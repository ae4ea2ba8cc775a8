//! Slow-log recording plus the DEBUG observability subcommands.

mod common;

use common::{start_server, test_config, RespClient};

#[tokio::test(flavor = "multi_thread", worker_threads = 4)]
async fn slow_commands_are_recorded_with_contiguous_ids() {
    let mut cfg = test_config("slowlog", 2);
    cfg.slowlog_slower_than_us = 1000;
    let slowlog_path = cfg.slowlog_path.clone();
    let (server, addr) = start_server(cfg);
    let mut client = RespClient::connect(addr).await;

    // Well above the 1 ms threshold.
    assert_eq!(client.cmd(&["DEBUG", "sleep", "5"]).await.simple(), "OK");
    assert_eq!(server.slowlog_id(), 1);

    // Fast commands stay out of the log.
    assert_eq!(client.cmd(&["PING"]).await.simple(), "PONG");
    assert_eq!(server.slowlog_id(), 1);

    assert_eq!(client.cmd(&["DEBUG", "sleep", "3"]).await.simple(), "OK");
    assert_eq!(server.slowlog_id(), 2);

    server.stop().await;

    let body = std::fs::read_to_string(&slowlog_path).unwrap();
    assert!(body.contains("#Id: 0\n"), "slowlog:\n{body}");
    assert!(body.contains("#Id: 1\n"), "slowlog:\n{body}");
    assert!(body.contains("#Query_time: "), "slowlog:\n{body}");
    assert!(body.contains("DEBUG sleep 5 \n"), "slowlog:\n{body}");
    assert!(body.contains("#argc: 3\n"), "slowlog:\n{body}");
}

#[tokio::test(flavor = "multi_thread", worker_threads = 4)]
async fn debug_jsonstat_and_storestats() {
    let (server, addr) = start_server(test_config("jsonstat", 2));
    let mut client = RespClient::connect(addr).await;
    assert_eq!(client.cmd(&["SET", "k", "v"]).await.simple(), "OK");

    let raw = client
        .cmd(&["DEBUG", "jsonstat", "network,request,req_pool"])
        .await
        .bulk_string();
    let v: serde_json::Value = serde_json::from_str(&raw).unwrap();
    assert_eq!(v["network"]["conn_created"], 1);
    assert!(v["request"]["processed"].as_u64().unwrap() >= 1);
    assert!(v["req_pool"]["executed"].as_u64().unwrap() >= 1);

    let stats = client
        .cmd(&["DEBUG", "storestats", "shale.writes"])
        .await
        .bulk_string();
    assert!(stats.contains("store_0:"), "{stats}");
    assert!(stats.contains("store_1:"), "{stats}");

    assert_eq!(client.cmd(&["DEBUG", "resetstores"]).await.simple(), "OK");
    assert_eq!(client.cmd(&["DEBUG", "ftmc", "on"]).await.simple(), "OK");
    assert_eq!(client.cmd(&["DEBUG", "reset-stats"]).await.simple(), "OK");

    server.stop().await;
}
//! Status errors for the request and lifecycle paths.
//!
//! Startup and shutdown errors are surfaced to the caller (the process exits
//! non-zero), per-request errors become RESP error replies and the session
//! continues, and per-shard stop/destroy errors are logged but do not abort
//! the overall teardown.

use thiserror::Error;

/// Convenience alias used throughout the crate.
pub type Result<T> = std::result::Result<T, Error>;

#[derive(Debug, Error)]
pub enum Error {
    #[error("not found: {0}")]
    NotFound(String),

    #[error("{0}")]
    Internal(String),

    #[error("busy: {0}")]
    Busy(String),

    #[error("protocol error: {0}")]
    ParsePacket(String),

    #[error("{0}")]
    Auth(String),

    #[error("network error: {0}")]
    Network(String),

    #[error("commit conflict, retry: {0}")]
    CommitRetry(String),
}

impl Error {
    pub fn not_found(msg: impl Into<String>) -> Self {
        Error::NotFound(msg.into())
    }

    pub fn internal(msg: impl Into<String>) -> Self {
        Error::Internal(msg.into())
    }

    pub fn busy(msg: impl Into<String>) -> Self {
        Error::Busy(msg.into())
    }

    pub fn parse_packet(msg: impl Into<String>) -> Self {
        Error::ParsePacket(msg.into())
    }

    pub fn auth(msg: impl Into<String>) -> Self {
        Error::Auth(msg.into())
    }

    pub fn network(msg: impl Into<String>) -> Self {
        Error::Network(msg.into())
    }

    pub fn is_not_found(&self) -> bool {
        matches!(self, Error::NotFound(_))
    }
}

impl From<fjall::Error> for Error {
    fn from(err: fjall::Error) -> Self {
        Error::Internal(format!("storage: {err}"))
    }
}

impl From<std::io::Error> for Error {
    fn from(err: std::io::Error) -> Self {
        Error::Network(format!("io: {err}"))
    }
}

impl From<serde_json::Error> for Error {
    fn from(err: serde_json::Error) -> Self {
        Error::Internal(format!("decode: {err}"))
    }
}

WHAT YOU HAVE TO DO
Reproduce the listing exactly, leaving nothing out.

WRITTEN RESPONSE
repository ae4ea2ba8cc775a8
//! Slow-log recording plus the DEBUG observability subcommands.

mod common;

use common::{start_server, test_config, RespClient};

#[tokio::test(flavor = "multi_thread", worker_threads = 4)]
async fn slow_commands_are_recorded_with_contiguous_ids() {
    let mut cfg = test_config("slowlog", 2);
    cfg.slowlog_slower_than_us = 1000;
    let slowlog_path = cfg.slowlog_path.clone();
    let (server, addr) = start_server(cfg);
    let mut client = RespClient::connect(addr).await;

    // Well above the 1 ms threshold.
    assert_eq!(client.cmd(&["DEBUG", "sleep", "5"]).await.simple(), "OK");
    assert_eq!(server.slowlog_id(), 1);

    // Fast commands stay out of the log.
    assert_eq!(client.cmd(&["PING"]).await.simple(), "PONG");
    assert_eq!(server.slowlog_id(), 1);

    assert_eq!(client.cmd(&["DEBUG", "sleep", "3"]).await.simple(), "OK");
    assert_eq!(server.slowlog_id(), 2);

    server.stop().await;

    let body = std::fs::read_to_string(&slowlog_path).unwrap();
    assert!(body.contains("#Id: 0\n"), "slowlog:\n{body}");
    assert!(body.contains("#Id: 1\n"), "slowlog:\n{body}");
    assert!(body.contains("#Query_time: "), "slowlog:\n{body}");
    assert!(body.contains("DEBUG sleep 5 \n"), "slowlog:\n{body}");
    assert!(body.contains("#argc: 3\n"), "slowlog:\n{body}");
}

#[tokio::test(flavor = "multi_thread", worker_threads = 4)]
async fn debug_jsonstat_and_storestats() {
    let (server, addr) = start_server(test_config("jsonstat", 2));
    let mut client = RespClient::connect(addr).await;
    assert_eq!(client.cmd(&["SET", "k", "v"]).await.simple(), "OK");

    let raw = client
        .cmd(&["DEBUG", "jsonstat", "network,request,req_pool"])
        .await
        .bulk_string();
    let v: serde_json::Value = serde_json::from_str(&raw).unwrap();
    assert_eq!(v["network"]["conn_created"], 1);
    assert!(v["request"]["processed"].as_u64().unwrap() >= 1);
    assert!(v["req_pool"]["executed"].as_u64().unwrap() >= 1);

    let stats = client
        .cmd(&["DEBUG", "storestats", "shale.writes"])
        .await
        .bulk_string();
    assert!(stats.contains("store_0:"), "{stats}");
    assert!(stats.contains("store_1:"), "{stats}");

    assert_eq!(client.cmd(&["DEBUG", "resetstores"]).await.simple(), "OK");
    assert_eq!(client.cmd(&["DEBUG", "ftmc", "on"]).await.simple(), "OK");
    assert_eq!(client.cmd(&["DEBUG", "reset-stats"]).await.simple(), "OK");

    server.stop().await;
}
//! Status errors for the request and lifecycle paths.
//!
//! Startup and shutdown errors are surfaced to the caller (the process exits
//! non-zero), per-request errors become RESP error replies and the session
//! continues, and per-shard stop/destroy errors are logged but do not abort
//! the overall teardown.

use thiserror::Error;

/// Convenience alias used throughout the crate.
pub type Result<T> = std::result::Result<T, Error>;

#[derive(Debug, Error)]
pub enum Error {
    #[error("not found: {0}")]
    NotFound(String),

    #[error("{0}")]
    Internal(String),

    #[error("busy: {0}")]
    Busy(String),

    #[error("protocol error: {0}")]
    ParsePacket(String),

    #[error("{0}")]
    Auth(String),

    #[error("network error: {0}")]
    Network(String),

    #[error("commit conflict, retry: {0}")]
    CommitRetry(String),
}

impl Error {
    pub fn not_found(msg: impl Into<String>) -> Self {
        Error::NotFound(msg.into())
    }

    pub fn internal(msg: impl Into<String>) -> Self {
        Error::Internal(msg.into())
    }

    pub fn busy(msg: impl Into<String>) -> Self {
        Error::Busy(msg.into())
    }

    pub fn parse_packet(msg: impl Into<String>) -> Self {
        Error::ParsePacket(msg.into())
    }

    pub fn auth(msg: impl Into<String>) -> Self {
        Error::Auth(msg.into())
    }

    pub fn network(msg: impl Into<String>) -> Self {
        Error::Network(msg.into())
    }

    pub fn is_not_found(&self) -> bool {
        matches!(self, Error::NotFound(_))
    }
}

impl From<fjall::Error> for Error {
    fn from(err: fjall::Error) -> Self {
        Error::Internal(format!("storage: {err}"))
    }
}

impl From<std::io::Error> for Error {
    fn from(err: std::io::Error) -> Self {
        Error::Network(format!("io: {err}"))
    }
}

impl From<serde_json::Error> for Error {
    fn from(err: serde_json::Error) -> Self {
        Error::Internal(format!("decode: {err}"))
    }
}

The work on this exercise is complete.